What's on the Front Page
The Arkansas Banner's March 25, 1846 front page is a blueprint of Jacksonian Democratic ideology, emblazoned across its masthead: "NO BANK—NO PROTECTIVE TARIFF—NO MONOPOLIES OF ANY KIND;—JUST EQUAL RIGHTS, CHEAP TAXES, AND FREE TRADE." This wasn't mere editorial opinion—it was the paper's foundational creed. The rest of the front page bustles with Little Rock's commercial life: steamboat advertisements for the *Della*, *Republic*, *Swallow*, and *Virginian* ply the Arkansas and White rivers, their captains promising swift passage to New Orleans, Van Buren, and Fort Gibson. Hotel proprietor John Brown touts his establishment's fine wines, "celebrated" cooks, and tri-weekly stagecoach service. A new publication called *The New Era*—launching in Jackson, Tennessee—solicits contributors including W. Gilmore Simms of South Carolina and Dr. Solon Borland of Arkansas, promising a literary haven neutral in politics and religion. Throughout are notices of goods arriving by steamboat: 500 sacks of salt, 100 sacks of coffee, barrels of sugar, molasses, whiskey, and a staggering inventory of dry goods—from Lowell Cottons to "Mousseline de Laine"—selected personally by merchants in New Orleans.
Why It Matters
In 1846, Arkansas was still frontier territory, yet Little Rock was becoming a genuine commercial hub. This newspaper snapshot captures a crucial moment: the nation stood on the brink of westward expansion (the Mexican-American War would begin in May, just weeks away), and the steamboat revolution was transforming interior rivers into highways of commerce. The Democrats' anti-bank, anti-tariff platform reflected deep regional divisions—the South and West resented eastern financial power and protective tariffs that favored northern manufacturing. These arguments would intensify over the next fifteen years, ultimately splitting the Democratic party and contributing to the Civil War. Meanwhile, the sheer volume of consumer goods flowing through Little Rock reveals how thoroughly the market economy had penetrated even remote territories.
Hidden Gems
- Will Johnson, a carriage driver, advertises "conveyances to the Hot Springs" with the assurance that "his charges will be in accordance with the hard times"—a candid admission that economic distress was pinching Arkansas in 1846, years before the national Panic of 1857.

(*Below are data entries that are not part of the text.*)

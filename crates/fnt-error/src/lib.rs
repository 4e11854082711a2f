#![forbid(unsafe_code)]
//! Error types for FrankenNTFS.
//!
//! # Error Taxonomy
//!
//! FrankenNTFS uses a two-layer error model:
//!
//! | Layer | Type | Crate | Purpose |
//! |-------|------|-------|---------|
//! | Parsing | `ParseError` | `fnt-types` | Byte-level violations while decoding run lists, index headers and INDX blocks |
//! | Runtime | `FntError` | `fnt-error` (this crate) | Errors returned by the allocator, extent layer and index engine |
//!
//! ## Mapping Policy: ParseError → FntError
//!
//! `fnt-error` does not depend on `fnt-types`. Callers that decode on-disk
//! bytes convert at the read site because only they know which cluster (or
//! index block VCN) the bytes came from:
//!
//! | ParseError Variant | FntError Variant |
//! |--------------------|------------------|
//! | `InsufficientData` | `Corruption { cluster, detail }` |
//! | `InvalidMagic` | `Corruption { cluster, detail }` |
//! | `InvalidField` | `Corruption` for live metadata, `Format` for caller-supplied input |
//! | `IntegerConversion` | `Corruption { cluster, detail }` |
//!
//! ## errno Mapping
//!
//! | Variant | errno |
//! |---------|-------|
//! | `Io` | raw OS error, else `EIO` |
//! | `Corruption` | `EIO` |
//! | `Invariant` | `EIO` |
//! | `Format` | `EINVAL` |
//! | `Parse` | `EINVAL` |
//! | `InvalidGeometry` | `EINVAL` |
//! | `NoSpace` | `ENOSPC` |
//! | `NotFound` | `ENOENT` |
//! | `Exists` | `EEXIST` |
//! | `PermissionDenied` | `EACCES` |
//!
//! There is no retry anywhere below this type. Resource exhaustion is rolled
//! back by the component that detected it before `NoSpace` is returned.

use thiserror::Error;

/// Unified error type for all FrankenNTFS operations.
#[derive(Debug, Error)]
pub enum FntError {
    /// Operating system I/O error (wraps `std::io::Error`).
    #[error("I/O error: {0}")]
    Io(#[from] std::io::Error),

    /// On-disk metadata is malformed: bad run encoding, missing End entry,
    /// fixup mismatch, duplicate key in a stored node.
    ///
    /// `cluster` is the LCN (or index block VCN) the bytes were read from.
    #[error("corrupt metadata at cluster {cluster}: {detail}")]
    Corruption { cluster: u64, detail: String },

    /// Caller-supplied data that cannot be represented on disk.
    #[error("invalid on-disk format: {0}")]
    Format(String),

    /// Parse-layer error surfaced without a known location.
    #[error("parse error: {0}")]
    Parse(String),

    /// Cluster size, volume size or index block size out of range.
    #[error("invalid geometry: {0}")]
    InvalidGeometry(String),

    /// No free clusters (or index blocks) satisfy the request.
    #[error("no space left on device")]
    NoSpace,

    /// Key, run or region not present.
    #[error("not found: {0}")]
    NotFound(String),

    /// Key already present in a unique index.
    #[error("already exists")]
    Exists,

    /// A programming defect was detected: VCN outside the mapped range,
    /// split point outside a run, freeing clusters outside the volume.
    #[error("invariant violated: {0}")]
    Invariant(String),

    /// Write attempted on a read-only device.
    #[error("permission denied")]
    PermissionDenied,
}

impl FntError {
    /// Convert this error into a POSIX errno.
    ///
    /// The mapping is exhaustive so adding a variant fails to compile until
    /// its errno is chosen.
    #[must_use]
    pub fn to_errno(&self) -> libc::c_int {
        match self {
            Self::Io(err) => err.raw_os_error().unwrap_or(libc::EIO),
            Self::Corruption { .. } | Self::Invariant(_) => libc::EIO,
            Self::Format(_) | Self::Parse(_) | Self::InvalidGeometry(_) => libc::EINVAL,
            Self::NoSpace => libc::ENOSPC,
            Self::NotFound(_) => libc::ENOENT,
            Self::Exists => libc::EEXIST,
            Self::PermissionDenied => libc::EACCES,
        }
    }

    /// Shorthand for a corruption error at `cluster`.
    #[must_use]
    pub fn corruption(cluster: u64, detail: impl Into<String>) -> Self {
        Self::Corruption {
            cluster,
            detail: detail.into(),
        }
    }

    /// True for errors that indicate damaged on-disk state rather than a
    /// caller or resource problem.
    #[must_use]
    pub fn is_corruption(&self) -> bool {
        matches!(self, Self::Corruption { .. })
    }
}

/// Result alias using `FntError`.
pub type Result<T> = std::result::Result<T, FntError>;

#[cfg(test)]
mod tests {
    use super::*;

    #[test]
    fn errno_mapping_covers_all_variants() {
        let cases: Vec<(FntError, libc::c_int)> = vec![
            (FntError::Io(std::io::Error::other("test")), libc::EIO),
            (FntError::corruption(7, "missing end entry"), libc::EIO),
            (FntError::Format("entry too large".into()), libc::EINVAL),
            (FntError::Parse("short read".into()), libc::EINVAL),
            (
                FntError::InvalidGeometry("cluster_size=3000".into()),
                libc::EINVAL,
            ),
            (FntError::NoSpace, libc::ENOSPC),
            (FntError::NotFound("key".into()), libc::ENOENT),
            (FntError::Exists, libc::EEXIST),
            (FntError::Invariant("vcn 9 beyond 8".into()), libc::EIO),
            (FntError::PermissionDenied, libc::EACCES),
        ];

        for (error, expected_errno) in &cases {
            assert_eq!(
                error.to_errno(),
                *expected_errno,
                "wrong errno for {error:?}",
            );
        }
    }

    #[test]
    fn io_error_preserves_raw_os_error() {
        let raw = std::io::Error::from_raw_os_error(libc::EPERM);
        let err = FntError::Io(raw);
        assert_eq!(err.to_errno(), libc::EPERM);
    }

    #[test]
    fn display_formatting() {
        let err = FntError::corruption(42, "fixup mismatch in sector 3");
        assert_eq!(
            err.to_string(),
            "corrupt metadata at cluster 42: fixup mismatch in sector 3"
        );
        assert!(err.is_corruption());

        assert_eq!(FntError::NoSpace.to_string(), "no space left on device");
        assert_eq!(
            FntError::Invariant("split outside run".into()).to_string(),
            "invariant violated: split outside run"
        );
        assert!(!FntError::Exists.is_corruption());
    }
}
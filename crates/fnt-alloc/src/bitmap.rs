//! Bit arrays backed by a resident byte store.
//!
//! Bit `i` lives in byte `i / 8` at position `i % 8` (LSB-first), which is the
//! on-disk layout of both the volume cluster bitmap and the per-index block
//! bitmap.

use fnt_block::ByteStore;
use fnt_error::{FntError, Result};
use tracing::trace;

/// Bitmaps grow in whole 8-byte steps.
const GROWTH_ALIGN: usize = 8;

// ── Slice helpers ───────────────────────────────────────────────────────────

/// Get bit `idx` from a bitmap byte slice. Bits past the slice read as clear.
#[must_use]
pub fn bitmap_get(bitmap: &[u8], idx: u64) -> bool {
    let Ok(byte_idx) = usize::try_from(idx / 8) else {
        return false;
    };
    let bit_idx = idx % 8;
    byte_idx < bitmap.len() && (bitmap[byte_idx] >> bit_idx) & 1 == 1
}

/// Set bit `idx` in a bitmap byte slice. Out-of-range bits are ignored.
pub fn bitmap_set(bitmap: &mut [u8], idx: u64) {
    if let Ok(byte_idx) = usize::try_from(idx / 8) {
        if let Some(byte) = bitmap.get_mut(byte_idx) {
            *byte |= 1 << (idx % 8);
        }
    }
}

/// Clear bit `idx` in a bitmap byte slice. Out-of-range bits are ignored.
pub fn bitmap_clear(bitmap: &mut [u8], idx: u64) {
    if let Ok(byte_idx) = usize::try_from(idx / 8) {
        if let Some(byte) = bitmap.get_mut(byte_idx) {
            *byte &= !(1 << (idx % 8));
        }
    }
}

/// First clear bit in `[start, end)`, skipping fully-set bytes.
#[must_use]
pub fn bitmap_find_clear(bitmap: &[u8], start: u64, end: u64) -> Option<u64> {
    let end = end.min(bitmap.len() as u64 * 8);
    let mut idx = start;
    while idx < end {
        if idx % 8 == 0 {
            let byte_idx = usize::try_from(idx / 8).ok()?;
            if bitmap[byte_idx] == 0xFF {
                idx += 8;
                continue;
            }
        }
        if !bitmap_get(bitmap, idx) {
            return Some(idx);
        }
        idx += 1;
    }
    None
}

/// Number of set bits in `[start, end)`.
#[must_use]
pub fn bitmap_count_set(bitmap: &[u8], start: u64, end: u64) -> u64 {
    let end = end.min(bitmap.len() as u64 * 8);
    let mut idx = start;
    let mut set = 0_u64;
    while idx < end {
        if idx % 8 == 0 && idx + 8 <= end {
            let Ok(byte_idx) = usize::try_from(idx / 8) else {
                break;
            };
            set += u64::from(bitmap[byte_idx].count_ones());
            idx += 8;
            continue;
        }
        if bitmap_get(bitmap, idx) {
            set += 1;
        }
        idx += 1;
    }
    set
}

// ── BitVector ───────────────────────────────────────────────────────────────

/// A growable bit array persisted through a [`ByteStore`].
///
/// Reads are served from an in-memory copy; every mutation writes the
/// changed bytes through to the store before returning.
#[derive(Debug)]
pub struct BitVector {
    store: Box<dyn ByteStore>,
    bytes: Vec<u8>,
    max_bits: u64,
}

impl BitVector {
    /// Load a bit vector from `store`. `max_bits` caps growth.
    pub fn open(store: Box<dyn ByteStore>, max_bits: u64) -> Result<Self> {
        let bytes = store.read_all()?;
        Ok(Self {
            store,
            bytes,
            max_bits,
        })
    }

    /// A fresh, empty bit vector over `store` (existing contents discarded).
    pub fn create(mut store: Box<dyn ByteStore>, max_bits: u64) -> Result<Self> {
        store.set_len(0)?;
        Ok(Self {
            store,
            bytes: Vec::new(),
            max_bits,
        })
    }

    /// Number of addressable bits currently backed by storage.
    #[must_use]
    pub fn capacity_bits(&self) -> u64 {
        (self.bytes.len() as u64 * 8).min(self.max_bits)
    }

    #[must_use]
    pub fn max_bits(&self) -> u64 {
        self.max_bits
    }

    pub fn set_max_bits(&mut self, max_bits: u64) {
        self.max_bits = max_bits;
    }

    #[must_use]
    pub fn as_bytes(&self) -> &[u8] {
        &self.bytes
    }

    #[must_use]
    pub fn is_present(&self, idx: u64) -> bool {
        bitmap_get(&self.bytes, idx)
    }

    pub fn mark_present(&mut self, idx: u64) -> Result<()> {
        self.mark_present_range(idx, 1)
    }

    /// Set `count` bits starting at `start`, growing storage as needed.
    pub fn mark_present_range(&mut self, start: u64, count: u64) -> Result<()> {
        if count == 0 {
            return Ok(());
        }
        let end = start
            .checked_add(count)
            .filter(|end| *end <= self.max_bits)
            .ok_or_else(|| {
                FntError::Invariant(format!(
                    "bits {start}+{count} beyond bitmap limit {}",
                    self.max_bits
                ))
            })?;
        self.ensure_bits(end)?;
        for idx in start..end {
            bitmap_set(&mut self.bytes, idx);
        }
        self.write_through(start, end)
    }

    pub fn mark_absent(&mut self, idx: u64) -> Result<()> {
        self.mark_absent_range(idx, 1)
    }

    /// Clear `count` bits starting at `start`. Bits past storage are already
    /// absent and are skipped.
    pub fn mark_absent_range(&mut self, start: u64, count: u64) -> Result<()> {
        let end = start.saturating_add(count).min(self.bytes.len() as u64 * 8);
        if start >= end {
            return Ok(());
        }
        for idx in start..end {
            bitmap_clear(&mut self.bytes, idx);
        }
        self.write_through(start, end)
    }

    /// First clear bit at or after `start` within current storage.
    #[must_use]
    pub fn find_first_available(&self, start: u64) -> Option<u64> {
        bitmap_find_clear(&self.bytes, start, self.capacity_bits())
    }

    /// Claim the first clear bit at or after `start`, growing storage when
    /// every existing bit is taken.
    pub fn allocate_first_available(&mut self, start: u64) -> Result<u64> {
        let idx = match self.find_first_available(start) {
            Some(idx) => idx,
            None => {
                let idx = self.capacity_bits().max(start);
                if idx >= self.max_bits {
                    return Err(FntError::NoSpace);
                }
                idx
            }
        };
        self.mark_present(idx)?;
        trace!(bit = idx, "bitmap_allocate");
        Ok(idx)
    }

    /// Number of set bits among the first `limit` bits.
    #[must_use]
    pub fn count_present(&self, limit: u64) -> u64 {
        bitmap_count_set(&self.bytes, 0, limit)
    }

    /// Resize backing storage to hold `bits` bits (rounded up to 8 bytes).
    ///
    /// Shrinking clears the bits at or beyond `bits` that remain inside the
    /// last kept byte.
    pub fn set_size(&mut self, bits: u64) -> Result<()> {
        let new_len = Self::bytes_for(bits)?;
        if new_len < self.bytes.len() {
            self.bytes.truncate(new_len);
            self.store.set_len(new_len as u64)?;
            let tail_end = new_len as u64 * 8;
            if bits < tail_end {
                for idx in bits..tail_end {
                    bitmap_clear(&mut self.bytes, idx);
                }
                self.write_through(bits, tail_end)?;
            }
        } else if new_len > self.bytes.len() {
            self.bytes.resize(new_len, 0);
            self.store.set_len(new_len as u64)?;
        }
        Ok(())
    }

    /// Clear every bit and release storage.
    pub fn clear(&mut self) -> Result<()> {
        self.bytes.clear();
        self.store.set_len(0)
    }

    fn bytes_for(bits: u64) -> Result<usize> {
        let bytes = usize::try_from(bits.div_ceil(8))
            .map_err(|_| FntError::Invariant(format!("bitmap of {bits} bits too large")))?;
        Ok(fnt_types::align_up_usize(bytes, GROWTH_ALIGN))
    }

    fn ensure_bits(&mut self, bits: u64) -> Result<()> {
        if bits > self.bytes.len() as u64 * 8 {
            let new_len = Self::bytes_for(bits)?;
            trace!(old_len = self.bytes.len(), new_len, "bitmap_grow");
            self.bytes.resize(new_len, 0);
            self.store.set_len(new_len as u64)?;
        }
        Ok(())
    }

    fn write_through(&mut self, start_bit: u64, end_bit: u64) -> Result<()> {
        let first = usize::try_from(start_bit / 8)
            .map_err(|_| FntError::Invariant("bitmap offset overflow".into()))?;
        let last = usize::try_from(end_bit.div_ceil(8))
            .map_err(|_| FntError::Invariant("bitmap offset overflow".into()))?
            .min(self.bytes.len());
        if first >= last {
            return Ok(());
        }
        self.store.write_at(first as u64, &self.bytes[first..last])
    }
}

#[cfg(test)]
mod tests {
    use super::*;
    use fnt_block::ResidentBytes;

    fn fresh(max_bits: u64) -> (BitVector, ResidentBytes) {
        let store = ResidentBytes::new();
        let bv = BitVector::create(Box::new(store.clone()), max_bits).expect("create");
        (bv, store)
    }

    #[test]
    fn slice_helpers_are_lsb_first() {
        let mut bm = [0_u8; 2];
        bitmap_set(&mut bm, 0);
        bitmap_set(&mut bm, 9);
        assert_eq!(bm, [0x01, 0x02]);
        assert!(bitmap_get(&bm, 9));
        bitmap_clear(&mut bm, 9);
        assert!(!bitmap_get(&bm, 9));
        assert!(!bitmap_get(&bm, 1000));
    }

    #[test]
    fn find_clear_skips_full_bytes() {
        let bm = [0xFF, 0xFF, 0b1110_1111, 0x00];
        assert_eq!(bitmap_find_clear(&bm, 0, 32), Some(20));
        assert_eq!(bitmap_find_clear(&bm, 21, 32), Some(24));
        assert_eq!(bitmap_find_clear(&bm, 0, 20), None);
        assert_eq!(bitmap_count_set(&bm, 0, 32), 23);
        // 5 bits of byte 0, all of byte 1, bits 16..=19 of byte 2.
        assert_eq!(bitmap_count_set(&bm, 3, 21), 17);
    }

    #[test]
    fn grows_in_eight_byte_steps_and_writes_through() {
        let (mut bv, store) = fresh(u64::MAX);
        bv.mark_present(3).expect("mark");
        assert_eq!(store.len(), 8);
        assert_eq!(store.contents()[0], 0x08);

        bv.mark_present(64).expect("mark");
        assert_eq!(store.len(), 16);
        assert!(bv.is_present(64));
        assert_eq!(bv.count_present(u64::MAX), 2);

        bv.mark_absent(3).expect("clear");
        assert_eq!(store.contents()[0], 0);
    }

    #[test]
    fn allocate_first_available_extends_when_full() {
        let (mut bv, _store) = fresh(u64::MAX);
        bv.mark_present_range(0, 64).expect("fill");
        assert_eq!(bv.find_first_available(0), None);
        assert_eq!(bv.allocate_first_available(0).expect("alloc"), 64);
        assert_eq!(bv.allocate_first_available(0).expect("alloc"), 65);
        bv.mark_absent(10).expect("free");
        assert_eq!(bv.allocate_first_available(0).expect("alloc"), 10);
    }

    #[test]
    fn respects_max_bits() {
        let (mut bv, _store) = fresh(4);
        for expected in 0..4 {
            assert_eq!(bv.allocate_first_available(0).expect("alloc"), expected);
        }
        assert!(matches!(
            bv.allocate_first_available(0),
            Err(FntError::NoSpace)
        ));
        assert!(matches!(
            bv.mark_present(4),
            Err(FntError::Invariant(_))
        ));
    }

    #[test]
    fn reopen_sees_persisted_bits() {
        let (mut bv, store) = fresh(1024);
        bv.mark_present_range(100, 5).expect("mark");
        drop(bv);
        let bv = BitVector::open(Box::new(store), 1024).expect("open");
        assert!((100..105).all(|i| bv.is_present(i)));
        assert!(!bv.is_present(105));
    }

    #[test]
    fn shrink_clears_tail_bits() {
        let (mut bv, store) = fresh(u64::MAX);
        bv.mark_present_range(0, 70).expect("mark");
        bv.set_size(10).expect("shrink");
        assert_eq!(store.len(), 8);
        assert!(bv.is_present(9));
        assert!(!bv.is_present(10));
        assert_eq!(bv.count_present(u64::MAX), 10);
    }
}
use crate::collation::CollationRule;
use fnt_error::{FntError, Result};
use fnt_ondisk::{INDEX_ENTRY_HEADER_SIZE, INDEX_HEADER_SIZE, INDEX_ROOT_HEADER_SIZE, indx_entry_capacity};
use fnt_types::{ClusterSize, SECTOR_SIZE};
use serde::{Deserialize, Serialize};

/// Encoded size of an End entry carrying a child pointer.
pub const END_WITH_CHILD_SIZE: usize = INDEX_ENTRY_HEADER_SIZE + 8;

/// Fixed overhead of a resident INDEX_ROOT value ahead of its entries.
pub const ROOT_OVERHEAD: usize = INDEX_ROOT_HEADER_SIZE + INDEX_HEADER_SIZE;

/// Shape of one index, fixed at creation.
#[derive(Debug, Clone, Copy, PartialEq, Eq, Serialize, Deserialize)]
#[serde(default)]
pub struct IndexConfig {
    pub collation: CollationRule,
    /// Attribute type being indexed: 0x30 for file names, 0 for view indexes.
    pub attribute_type: u32,
    /// Bytes per overflow block.
    pub block_size: u32,
    /// Largest encoded INDEX_ROOT value the owning record will hold.
    pub root_capacity: u32,
    /// Entries carry an inline 8-byte file reference instead of data.
    pub file_index: bool,
}

impl Default for IndexConfig {
    fn default() -> Self {
        Self {
            collation: CollationRule::Binary,
            attribute_type: 0,
            block_size: 4096,
            root_capacity: 0x1c8,
            file_index: false,
        }
    }
}

impl IndexConfig {
    pub fn validate(&self) -> Result<()> {
        if self.block_size < SECTOR_SIZE || self.block_size % SECTOR_SIZE != 0 {
            return Err(FntError::InvalidGeometry(format!(
                "index block size {} is not a multiple of {SECTOR_SIZE}",
                self.block_size
            )));
        }
        if (self.root_capacity as usize) < ROOT_OVERHEAD + END_WITH_CHILD_SIZE {
            return Err(FntError::InvalidGeometry(format!(
                "index root capacity {} cannot hold an end entry with a child",
                self.root_capacity
            )));
        }
        if self.root_entry_capacity() > self.block_entry_capacity() {
            return Err(FntError::InvalidGeometry(format!(
                "index root capacity {} holds more than one {}-byte block",
                self.root_capacity, self.block_size
            )));
        }
        if self.max_entry_size() <= END_WITH_CHILD_SIZE {
            return Err(FntError::InvalidGeometry(format!(
                "index block size {} leaves no room for entries",
                self.block_size
            )));
        }
        Ok(())
    }

    /// Bytes available for entries in one overflow block.
    #[must_use]
    pub fn block_entry_capacity(&self) -> usize {
        indx_entry_capacity(self.block_size as usize)
    }

    /// Bytes available for entries in the resident root.
    #[must_use]
    pub fn root_entry_capacity(&self) -> usize {
        (self.root_capacity as usize).saturating_sub(ROOT_OVERHEAD)
    }

    /// Largest entry (counting a child pointer) the tree accepts. Any two
    /// such entries plus an End entry fit one block, so a block that
    /// overflows always holds at least three real entries.
    #[must_use]
    pub fn max_entry_size(&self) -> usize {
        self.block_entry_capacity().saturating_sub(END_WITH_CHILD_SIZE) / 2
    }

    /// Addressing unit of block VCNs: `(unit_bytes, units_per_block)`.
    /// Blocks at least a cluster wide are addressed in clusters, smaller
    /// blocks in 512-byte units.
    #[must_use]
    pub fn block_units(&self, cluster_size: ClusterSize) -> (u64, u64) {
        let unit = if self.block_size >= cluster_size.get() {
            cluster_size.get()
        } else {
            SECTOR_SIZE
        };
        (u64::from(unit), u64::from(self.block_size / unit))
    }
}

#[cfg(test)]
mod tests {
    use super::*;

    #[test]
    fn default_is_valid() {
        IndexConfig::default().validate().expect("valid");
    }

    #[test]
    fn rejects_bad_geometry() {
        let odd = IndexConfig {
            block_size: 1000,
            ..IndexConfig::default()
        };
        assert!(matches!(odd.validate(), Err(FntError::InvalidGeometry(_))));

        let tiny_root = IndexConfig {
            root_capacity: 0x30,
            ..IndexConfig::default()
        };
        assert!(tiny_root.validate().is_err());

        let root_wider_than_block = IndexConfig {
            block_size: 512,
            root_capacity: 4096,
            ..IndexConfig::default()
        };
        assert!(matches!(
            root_wider_than_block.validate(),
            Err(FntError::InvalidGeometry(_))
        ));

        let root_as_wide_as_block = IndexConfig {
            block_size: 512,
            root_capacity: 0x20 + (512 - 0x30),
            ..IndexConfig::default()
        };
        root_as_wide_as_block.validate().expect("equal capacities");
    }

    #[test]
    fn block_addressing_units() {
        let cfg = IndexConfig::default();
        let small = ClusterSize::new(512).expect("cs");
        let large = ClusterSize::new(8192).expect("cs");
        assert_eq!(cfg.block_units(small), (512, 8));
        assert_eq!(cfg.block_units(ClusterSize::new(4096).expect("cs")), (4096, 1));
        assert_eq!(cfg.block_units(large), (512, 8));
    }

    #[test]
    fn entry_limits() {
        let cfg = IndexConfig::default();
        assert_eq!(cfg.block_entry_capacity(), 4096 - 0x40);
        assert_eq!(cfg.root_entry_capacity(), 0x1c8 - 0x20);
        assert_eq!(cfg.max_entry_size(), (4096 - 0x40 - 0x18) / 2);
    }

    #[test]
    fn config_from_json() {
        let cfg: IndexConfig =
            serde_json::from_str(r#"{"collation":"Filename","file_index":true,"attribute_type":48}"#)
                .expect("parse");
        assert_eq!(cfg.collation, CollationRule::Filename);
        assert!(cfg.file_index);
        assert_eq!(cfg.block_size, 4096);
    }
}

- Dr. R. L. Dodge's pharmacy (Markham Street) stocks an extraordinary range of patent medicines, including "Moffatt's phoenix bitters and vegetable life pills" and "Oldridge's balm of Columbia for the hair"—many of these concoctions contained mercury, lead, or opium, yet were sold without regulation or warning.
- The postmaster's receipt system detailed on the front page shows subscription payments could be made to local postmasters, who would forward them to the publisher with 1% commission—a glimpse into how rural mail networks actually functioned before the telegraph.
- A furniture maker named Wm. Anne promises "produce, hides, deerskins and peltries" accepted in exchange for furniture—showing that barter remained common in frontier Arkansas even as cash commerce grew.
- The *New Era* publication lists contributor names but includes no women except "Mrs. Caroline Lee Hentz of Alabama"—a telling indicator of who had authorial authority in 1846, despite the emerging literary culture.
Fun Facts
- Dr. Solon Borland, listed as a contributor to *The New Era*, would become Arkansas's most famous physician and politician—he'd later serve as U.S. Senator and be wounded in a famous duel. That he's mentioned here in 1846 as a literary contributor shows his ambitions were always broader than medicine.
- W. Gilmore Simms, the South Carolina writer mentioned as a pledged contributor, was one of the South's most prolific novelists, yet he's almost entirely forgotten today while northern contemporaries like Hawthorne and Melville endure—a casualty of the Civil War's cultural aftermath.
- The steamboats advertised here—*Della*, *Republic*, *Swallow*, *Virginian*—were the cutting edge of transportation technology, yet the entire riverboat era would be eclipsed within two decades by railroads, which would render Little Rock's strategic position less critical.
- That John Brown's hotel advertises London brown stout "always in bottles and draught" in 1846 is striking—British beer was a luxury import for the wealthy even in frontier towns, showing how integrated American commerce was with British trade networks before the Civil War disrupted those ties.
- The paper's anti-monopoly, anti-bank Democratic platform would become electorally toxic just four years later when the Mexican-American War and the question of slavery's expansion split the party irreparably—by 1850, Arkansas Democrats would be fracturing into pro-slavery and free-soil factions.